On the Confusion of Tongues 2

Persons who cherish a dislike of the institutions of our fathers and make it their constant study to denounce and decry the Laws find in these and similar passages openings as it were for their godlessness. “Can you still,” say these impious scoffers, “speak gravely of the ordinances as containing the canons of absolute truth? For see your so-called holy books contain also myths, which you regularly deride when you hear them related by others. And indeed,” they continue, “it is needless to collect the numerous examples scattered about the Law-book, as we might had we leisure to spend in exposing its failings. We have but to remind you of the instances which lie at our very feet and ready to our hand.” One of these we have here, which resembles the fable told of the Aloeidae, who according to Homer the greatest and most reputed of poets planned to pile the three loftiest mountains on each other in one heap, hoping that when these were raised to the height of the upper sky they would furnish an easy road to heaven for those who wished to ascend thither.
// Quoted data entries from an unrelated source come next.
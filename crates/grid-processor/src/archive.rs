//! Archive temporal bounds and the half-hour index axis.
//!
//! The archive stores one sample per half hour, starting at the first
//! timestamp on record. Band indices are therefore positions in the
//! synthetic 30-minute sequence anchored at [`ArchiveBounds::min`].

use std::path::Path;

use chrono::{DateTime, Duration, NaiveDateTime, TimeZone, Utc};
use culvert_protocol::date_range::HALF_HOUR_MINUTES;
use culvert_protocol::{ArchiveBounds, DateRange};
use tracing::debug;

use crate::error::{GridProcessorError, Result};

/// Prefix format of archive file names, e.g. `20000601-S000000.HDF5`.
pub const FILE_STEM_FORMAT: &str = "%Y%m%d-S%H%M";

const FILE_STEM_PREFIX_LEN: usize = 14;

/// Parse the timestamp at the start of an archive file name.
///
/// Anything after `YYYYMMDD-SHHMM` (seconds, end time, version) is ignored.
pub fn parse_file_stem(stem: &str) -> Option<DateTime<Utc>> {
    let prefix = stem.get(..FILE_STEM_PREFIX_LEN)?;
    NaiveDateTime::parse_from_str(prefix, FILE_STEM_FORMAT)
        .ok()
        .map(|naive| Utc.from_utc_datetime(&naive))
}

/// Discover archive bounds from the names of the half-hourly files in `dir`.
pub fn discover_bounds(dir: &Path) -> Result<ArchiveBounds> {
    let entries = std::fs::read_dir(dir).map_err(|e| {
        GridProcessorError::BoundsUnavailable(format!("{}: {}", dir.display(), e))
    })?;

    let mut min: Option<DateTime<Utc>> = None;
    let mut max: Option<DateTime<Utc>> = None;
    for entry in entries {
        let entry = entry?;
        let name = entry.file_name();
        let Some(stem) = name.to_str() else {
            continue;
        };
        match parse_file_stem(stem) {
            Some(t) => {
                min = Some(min.map_or(t, |m| m.min(t)));
                max = Some(max.map_or(t, |m| m.max(t)));
            }
            None => debug!(file = %stem, "Skipping file without archive timestamp"),
        }
    }

    match (min, max) {
        (Some(min), Some(max)) => Ok(ArchiveBounds::new(min, max)),
        _ => Err(GridProcessorError::BoundsUnavailable(format!(
            "no dated files in {}",
            dir.display()
        ))),
    }
}

/// Bounds of an archive with `len` half-hour samples starting at `start`.
pub fn bounds_from_start(start: DateTime<Utc>, len: usize) -> Result<ArchiveBounds> {
    if len == 0 {
        return Err(GridProcessorError::BoundsUnavailable(
            "archive has no time steps".to_string(),
        ));
    }
    let max = start + Duration::minutes(HALF_HOUR_MINUTES * (len as i64 - 1));
    Ok(ArchiveBounds::new(start, max))
}

/// Half-hour index axis anchored at the archive's first timestamp.
#[derive(Debug, Clone, Copy)]
pub struct HalfHourAxis {
    bounds: ArchiveBounds,
    len: usize,
}

impl HalfHourAxis {
    /// Axis covering `bounds`, truncated to `array_len` steps when the array
    /// holds fewer samples than the bounds imply.
    pub fn new(bounds: ArchiveBounds, array_len: Option<usize>) -> Self {
        let implied = bounds.half_hour_count();
        let len = array_len.map_or(implied, |n| n.min(implied));
        Self { bounds, len }
    }

    pub fn bounds(&self) -> &ArchiveBounds {
        &self.bounds
    }

    pub fn len(&self) -> usize {
        self.len
    }

    pub fn is_empty(&self) -> bool {
        self.len == 0
    }

    /// Position of `t` in the half-hour sequence.
    pub fn index_of(&self, t: DateTime<Utc>) -> Result<usize> {
        let minutes = (t - self.bounds.min).num_minutes();
        let out_of_range = || {
            GridProcessorError::out_of_range(t.format("%Y-%m-%dT%H:%MZ").to_string(), &self.bounds)
        };
        if minutes < 0 || minutes % HALF_HOUR_MINUTES != 0 {
            return Err(out_of_range());
        }
        let index = (minutes / HALF_HOUR_MINUTES) as usize;
        if index >= self.len {
            return Err(out_of_range());
        }
        Ok(index)
    }

    /// Inclusive `(start, end)` band indices of the slots `range` reads.
    pub fn band_range(&self, range: &DateRange) -> Result<(usize, usize)> {
        let last = range.last_slot().ok_or_else(|| {
            GridProcessorError::out_of_range(format!("empty range {}", range), &self.bounds)
        })?;
        Ok((self.index_of(range.start())?, self.index_of(last)?))
    }
}

#[cfg(test)]
mod tests {
    use super::*;
    use test_utils::fixtures::write_archive_files;

    fn at(s: &str) -> DateTime<Utc> {
        DateTime::parse_from_rfc3339(s).unwrap().with_timezone(&Utc)
    }

    #[test]
    fn test_parse_file_stem() {
        assert_eq!(
            parse_file_stem("20000601-S000000-E002959.0000.V06B.HDF5"),
            Some(at("2000-06-01T00:00:00Z"))
        );
        assert_eq!(parse_file_stem("20200201-S233000"), Some(at("2020-02-01T23:30:00Z")));
        assert_eq!(parse_file_stem("Grid.fgb"), None);
        assert_eq!(parse_file_stem("2020"), None);
    }

    #[test]
    fn test_discover_bounds() {
        let dir = tempfile::tempdir().unwrap();
        write_archive_files(
            dir.path(),
            &["20200101-S000000.HDF5", "20200103-S233000.HDF5", "20200102-S120000.HDF5"],
        );
        std::fs::write(dir.path().join("README"), "not an archive file").unwrap();

        let bounds = discover_bounds(dir.path()).unwrap();
        assert_eq!(bounds.min, at("2020-01-01T00:00:00Z"));
        assert_eq!(bounds.max, at("2020-01-03T23:30:00Z"));
    }

    #[test]
    fn test_discover_bounds_empty_or_missing() {
        let dir = tempfile::tempdir().unwrap();
        assert!(matches!(
            discover_bounds(dir.path()),
            Err(GridProcessorError::BoundsUnavailable(_))
        ));
        assert!(matches!(
            discover_bounds(&dir.path().join("missing")),
            Err(GridProcessorError::BoundsUnavailable(_))
        ));
    }

    #[test]
    fn test_index_of() {
        let bounds = ArchiveBounds::new(at("2020-01-01T00:00:00Z"), at("2020-01-02T23:30:00Z"));
        let axis = HalfHourAxis::new(bounds, None);

        assert_eq!(axis.len(), 96);
        assert_eq!(axis.index_of(at("2020-01-01T00:00:00Z")).unwrap(), 0);
        assert_eq!(axis.index_of(at("2020-01-01T01:30:00Z")).unwrap(), 3);
        assert_eq!(axis.index_of(at("2020-01-02T23:30:00Z")).unwrap(), 95);
    }

    #[test]
    fn test_index_of_out_of_range_names_bounds() {
        let bounds = ArchiveBounds::new(at("2020-01-01T00:00:00Z"), at("2020-01-02T23:30:00Z"));
        let axis = HalfHourAxis::new(bounds, None);

        for t in ["2019-12-31T23:30:00Z", "2020-01-03T00:00:00Z", "2020-01-01T00:10:00Z"] {
            let err = axis.index_of(at(t)).unwrap_err();
            assert!(matches!(err, GridProcessorError::OutOfArchiveRange { .. }));
            assert!(err.to_string().contains("2020-01-01T00:00Z to 2020-01-02T23:30Z"));
        }
    }

    #[test]
    fn test_band_range() {
        let bounds = ArchiveBounds::new(at("2020-01-01T00:00:00Z"), at("2020-01-05T23:30:00Z"));
        let axis = HalfHourAxis::new(bounds, None);
        let range = DateRange::parse("2020-01-02/2020-01-03").unwrap();

        assert_eq!(axis.band_range(&range).unwrap(), (48, 95));
    }

    #[test]
    fn test_axis_truncated_to_array() {
        let bounds = ArchiveBounds::new(at("2020-01-01T00:00:00Z"), at("2020-01-05T23:30:00Z"));
        let axis = HalfHourAxis::new(bounds, Some(48));
        let range = DateRange::parse("2020-01-02/2020-01-03").unwrap();

        assert_eq!(axis.len(), 48);
        assert!(axis.band_range(&range).is_err());
    }

    #[test]
    fn test_bounds_from_start() {
        let bounds = bounds_from_start(at("2020-01-01T00:00:00Z"), 96).unwrap();
        assert_eq!(bounds.max, at("2020-01-02T23:30:00Z"));
        assert!(bounds_from_start(at("2020-01-01T00:00:00Z"), 0).is_err());
    }
}
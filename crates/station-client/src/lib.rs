//! HTTP clients for the point-sensor providers.
//!
//! - [`frost`]: MET Norway weather stations with hourly precipitation
//! - [`forecast`]: MET Norway Locationforecast
//! - [`nve`]: NVE river gauges (water level, discharge)
//! - [`pipelife`]: PipeLife culvert water level sensors
//!
//! Every client takes a shared [`reqwest::Client`] and a base URL so tests
//! can point it at a local stub. Each call is a single attempt.

pub mod completeness;
pub mod error;
pub mod forecast;
pub mod frost;
pub mod http;
pub mod nve;
pub mod pipelife;
pub mod station;

pub use completeness::retain_complete;
pub use error::{Result, StationError};
pub use forecast::ForecastClient;
pub use frost::FrostClient;
pub use http::{build_client, HttpOptions};
pub use nve::{FlowSeries, NveClient, NveStation};
pub use pipelife::{CulvertResults, PipeLifeClient, PipeLifeCredentials};
pub use station::Station;
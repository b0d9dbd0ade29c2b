//! Health handler.

use std::sync::Arc;

use axum::{extract::Extension, Json};
use serde::Serialize;

use crate::state::AppState;

#[derive(Serialize)]
pub struct HealthResponse {
    pub status: String,
    pub providers: ProviderStatus,
}

/// Which optional providers this deployment can serve.
#[derive(Serialize)]
pub struct ProviderStatus {
    pub frost: bool,
    pub nve: bool,
    pub pipelife: bool,
    pub imerg: bool,
}

/// GET /health
pub async fn health_handler(Extension(state): Extension<Arc<AppState>>) -> Json<HealthResponse> {
    Json(HealthResponse {
        status: "ok".to_string(),
        providers: ProviderStatus {
            frost: state.frost.is_some(),
            nve: state.nve.is_some(),
            pipelife: !state.config.pipelife.users.is_empty(),
            imerg: state.imerg.is_some(),
        },
    })
}
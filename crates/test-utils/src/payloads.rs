//! Canned provider responses, shaped like the live APIs return them.
//!
//! Only the fields the clients read are guaranteed; a few extra fields are
//! included so that deserialisers are exercised against unknown keys.

use chrono::{DateTime, Duration, Utc};
use serde_json::{json, Value};

fn hourly_times(start: &str, count: usize) -> Vec<DateTime<Utc>> {
    let start = DateTime::parse_from_rfc3339(start)
        .expect("fixture start must be RFC 3339")
        .with_timezone(&Utc);
    (0..count as i64).map(|h| start + Duration::hours(h)).collect()
}

// ---------------------------------------------------------------------------
// Frost
// ---------------------------------------------------------------------------

/// One entry of a Frost `sources` response.
pub fn frost_source(id: &str, name: &str, lon: f64, lat: f64, distance: Option<f64>) -> Value {
    let mut source = json!({
        "@type": "SensorSystem",
        "id": id,
        "name": name,
        "shortName": name,
        "country": "Norge",
        "geometry": {
            "@type": "Point",
            "coordinates": [lon, lat],
            "nearest": false
        },
        "validFrom": "1937-01-01T00:00:00.000Z"
    });
    if let Some(distance) = distance {
        source["distance"] = json!(distance);
    }
    source
}

/// A Frost `sources` response body.
pub fn frost_sources(sources: Vec<Value>) -> Value {
    json!({
        "@context": "https://frost.met.no/schema",
        "@type": "SourceResponse",
        "apiVersion": "v0",
        "totalItemCount": sources.len(),
        "data": sources
    })
}

/// Hourly observation entries for one station, starting at `start` (RFC 3339).
pub fn frost_station_observations(station_id: &str, start: &str, values: &[f64]) -> Vec<Value> {
    hourly_times(start, values.len())
        .into_iter()
        .zip(values)
        .map(|(time, value)| {
            json!({
                "sourceId": format!("{}:0", station_id),
                "referenceTime": time.format("%Y-%m-%dT%H:%M:%S%.3fZ").to_string(),
                "observations": [{
                    "elementId": "sum(precipitation_amount PT1H)",
                    "value": value,
                    "unit": "mm",
                    "timeOffset": "PT0H",
                    "timeResolution": "PT1H",
                    "qualityCode": 0
                }]
            })
        })
        .collect()
}

/// A Frost `observations` response body.
pub fn frost_observations(entries: Vec<Value>) -> Value {
    json!({
        "@context": "https://frost.met.no/schema",
        "@type": "ObservationResponse",
        "apiVersion": "v0",
        "totalItemCount": entries.len(),
        "data": entries
    })
}

/// A Frost error body, as sent with 400, 404 and 412 responses.
pub fn frost_error(code: u16, message: &str, reason: &str) -> Value {
    json!({
        "@context": "https://frost.met.no/schema",
        "@type": "ErrorResponse",
        "apiVersion": "v0",
        "error": {
            "code": code,
            "message": message,
            "reason": reason
        }
    })
}

// ---------------------------------------------------------------------------
// Locationforecast
// ---------------------------------------------------------------------------

/// A Locationforecast 2.0 `compact` body with hourly steps from `start`.
///
/// `None` entries omit `next_1_hours`, as the API does for the long-range
/// six-hourly tail.
pub fn locationforecast(lon: f64, lat: f64, start: &str, precipitation: &[Option<f64>]) -> Value {
    let timeseries: Vec<Value> = hourly_times(start, precipitation.len())
        .into_iter()
        .zip(precipitation)
        .map(|(time, amount)| {
            let mut data = json!({
                "instant": { "details": { "air_temperature": 1.5 } }
            });
            if let Some(amount) = amount {
                data["next_1_hours"] = json!({
                    "summary": { "symbol_code": "rain" },
                    "details": { "precipitation_amount": amount }
                });
            }
            json!({
                "time": time.format("%Y-%m-%dT%H:%M:%SZ").to_string(),
                "data": data
            })
        })
        .collect();

    json!({
        "type": "Feature",
        "geometry": { "type": "Point", "coordinates": [lon, lat, 10] },
        "properties": {
            "meta": {
                "updated_at": start,
                "units": { "precipitation_amount": "mm" }
            },
            "timeseries": timeseries
        }
    })
}

// ---------------------------------------------------------------------------
// NVE HydAPI
// ---------------------------------------------------------------------------

/// One entry of the NVE `Stations` response.
///
/// `parameters` are `(parameter, english name)` pairs, each offered at
/// 60-minute resolution over `[from, to]`.
pub fn nve_station(
    id: &str,
    name: &str,
    lon: f64,
    lat: f64,
    parameters: &[(u32, &str)],
    from: &str,
    to: Option<&str>,
) -> Value {
    let series: Vec<Value> = parameters
        .iter()
        .map(|(parameter, name_eng)| {
            json!({
                "parameter": parameter,
                "parameterName": name_eng,
                "parameterNameEng": name_eng,
                "unit": "m",
                "resolutionList": [
                    { "resTime": 1440, "method": "Mean", "dataFromTime": from, "dataToTime": to },
                    { "resTime": 60, "method": "Instantaneous", "dataFromTime": from, "dataToTime": to }
                ]
            })
        })
        .collect();

    json!({
        "stationId": id,
        "stationName": name,
        "latitude": lat,
        "longitude": lon,
        "utmEast_Z33": 0,
        "utmNorth_Z33": 0,
        "stationStatusName": "Aktiv",
        "seriesList": series
    })
}

/// The NVE `Stations` response body.
pub fn nve_stations(stations: Vec<Value>) -> Value {
    json!({
        "currentLink": "https://hydapi.nve.no/api/v1/Stations?Active=1",
        "apiVersion": "1.0",
        "itemCount": stations.len(),
        "data": stations
    })
}

/// One parameter's series in an NVE `Observations` response.
pub fn nve_parameter_observations(
    station_id: &str,
    station_name: &str,
    parameter: u32,
    parameter_name: &str,
    start: &str,
    values: &[f64],
) -> Value {
    let observations: Vec<Value> = hourly_times(start, values.len())
        .into_iter()
        .zip(values)
        .map(|(time, value)| {
            json!({
                "time": time.format("%Y-%m-%dT%H:%M:%SZ").to_string(),
                "value": value,
                "correction": 0,
                "quality": 2
            })
        })
        .collect();

    json!({
        "stationId": station_id,
        "stationName": station_name,
        "parameter": parameter,
        "parameterName": parameter_name,
        "parameterNameEng": parameter_name,
        "method": "Instantaneous",
        "unit": "m",
        "observationCount": values.len(),
        "observations": observations
    })
}

/// The NVE `Observations` response body.
pub fn nve_observations(series: Vec<Value>) -> Value {
    json!({
        "currentLink": "https://hydapi.nve.no/api/v1/Observations",
        "apiVersion": "1.0",
        "itemCount": series.len(),
        "data": series
    })
}

// ---------------------------------------------------------------------------
// PipeLife
// ---------------------------------------------------------------------------

/// A successful password-grant token response.
pub fn pipelife_token(access_token: &str) -> Value {
    json!({
        "access_token": access_token,
        "expires_in": 3600,
        "token_type": "Bearer",
        "scope": null,
        "refresh_token": "refresh"
    })
}

/// The token endpoint's reply to bad credentials.
pub fn pipelife_token_error() -> Value {
    json!({
        "error": "invalid_grant",
        "error_description": "Invalid username and password combination"
    })
}

/// The location listing; `x`/`y` are sent as strings by the vendor.
pub fn pipelife_locations(locations: &[(&str, f64, f64)]) -> Value {
    let locations: Vec<Value> = locations
        .iter()
        .map(|(id, x, y)| {
            json!({
                "location": {
                    "id": id,
                    "name": format!("Culvert {}", id),
                    "x": x.to_string(),
                    "y": y.to_string()
                }
            })
        })
        .collect();
    json!({ "locations": locations })
}

/// The tag listing of one location, as `(tag id, description)` pairs.
pub fn pipelife_tags(tags: &[(&str, &str)]) -> Value {
    let tags: Vec<Value> = tags
        .iter()
        .map(|(id, description)| json!({ "tag": { "id": id, "description": description } }))
        .collect();
    json!({ "tags": tags })
}

/// Hourly trend values starting at `start_unix` seconds.
pub fn pipelife_trend(start_unix: i64, values: &[f64]) -> Value {
    let points: Vec<Value> = values
        .iter()
        .enumerate()
        .map(|(i, value)| {
            json!({
                "logtime@uts": start_unix + i as i64 * 3600,
                "logvalue": value,
                "flag": 0
            })
        })
        .collect();
    Value::Array(points)
}
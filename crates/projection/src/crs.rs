//! EPSG code parsing and dispatch to the inverse projections.

use thiserror::Error;

use crate::mercator::WebMercator;
use crate::transverse_mercator::TransverseMercator;

/// Errors raised while resolving a request CRS.
#[derive(Debug, Error, PartialEq)]
pub enum ProjectionError {
    /// The string is not of the form `EPSG:<code>` or a bare code.
    #[error("Invalid CRS identifier: {0}")]
    InvalidIdentifier(String),

    /// The code parsed but no inverse is implemented for it.
    #[error("Unsupported CRS: EPSG:{0}")]
    Unsupported(u32),
}

/// A coordinate reference system accepted on requests.
#[derive(Debug, Clone, Default)]
pub enum Crs {
    /// Geographic WGS84, axis order lon/lat.
    #[default]
    Wgs84,
    /// EPSG:3857.
    WebMercator(WebMercator),
    /// UTM zone (WGS84 326xx/327xx or ETRS89 258xx).
    Utm { epsg: u32, projection: TransverseMercator },
}

impl Crs {
    /// Resolve `EPSG:25833`, `epsg:4326` or a bare `32632`.
    pub fn parse(identifier: &str) -> Result<Self, ProjectionError> {
        let trimmed = identifier.trim();
        let code_str = match trimmed.split_once(':') {
            Some((authority, code)) if authority.eq_ignore_ascii_case("EPSG") => code,
            Some(_) => return Err(ProjectionError::InvalidIdentifier(trimmed.to_string())),
            None => trimmed,
        };
        let code: u32 = code_str
            .trim()
            .parse()
            .map_err(|_| ProjectionError::InvalidIdentifier(trimmed.to_string()))?;
        Self::from_epsg(code)
    }

    /// Build the CRS for a numeric EPSG code.
    pub fn from_epsg(code: u32) -> Result<Self, ProjectionError> {
        match code {
            4326 => Ok(Crs::Wgs84),
            3857 => Ok(Crs::WebMercator(WebMercator::default())),
            32601..=32660 => Ok(Crs::Utm {
                epsg: code,
                projection: TransverseMercator::utm(code - 32600, false, TransverseMercator::WGS84_INV_F),
            }),
            32701..=32760 => Ok(Crs::Utm {
                epsg: code,
                projection: TransverseMercator::utm(code - 32700, true, TransverseMercator::WGS84_INV_F),
            }),
            25828..=25838 => Ok(Crs::Utm {
                epsg: code,
                projection: TransverseMercator::utm(code - 25800, false, TransverseMercator::GRS80_INV_F),
            }),
            other => Err(ProjectionError::Unsupported(other)),
        }
    }

    /// EPSG code of this CRS.
    pub fn epsg(&self) -> u32 {
        match self {
            Crs::Wgs84 => 4326,
            Crs::WebMercator(_) => 3857,
            Crs::Utm { epsg, .. } => *epsg,
        }
    }

    pub fn is_geographic(&self) -> bool {
        matches!(self, Crs::Wgs84)
    }

    /// Convert an (x, y) pair in this CRS to (lon, lat) in WGS84 degrees.
    pub fn to_wgs84(&self, x: f64, y: f64) -> (f64, f64) {
        match self {
            Crs::Wgs84 => (x, y),
            Crs::WebMercator(merc) => merc.inverse(x, y),
            Crs::Utm { projection, .. } => projection.inverse(x, y),
        }
    }
}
Homer’s lines on this subject run thus: They on Olympus Ossa fain would pile, On Ossa Pelion with its quivering leaves, In hope thereby to climb the heights of heaven. Olympus, Ossa and Pelion are names of mountains. For these the lawgiver substitutes a tower which he represents as being built by the men of that day who wished in their folly and insolent pride to touch the heaven. Folly indeed; surely dreadful madness! For if one should lay a small foundation and build up upon it the different parts of the whole earth, rising in the form of a single pillar, it would still be divided by vast distances from the sphere of ether, particularly if we accept the view of the philosophers who inquire into such problems, all of whom are agreed that the earth is the centre of the universe.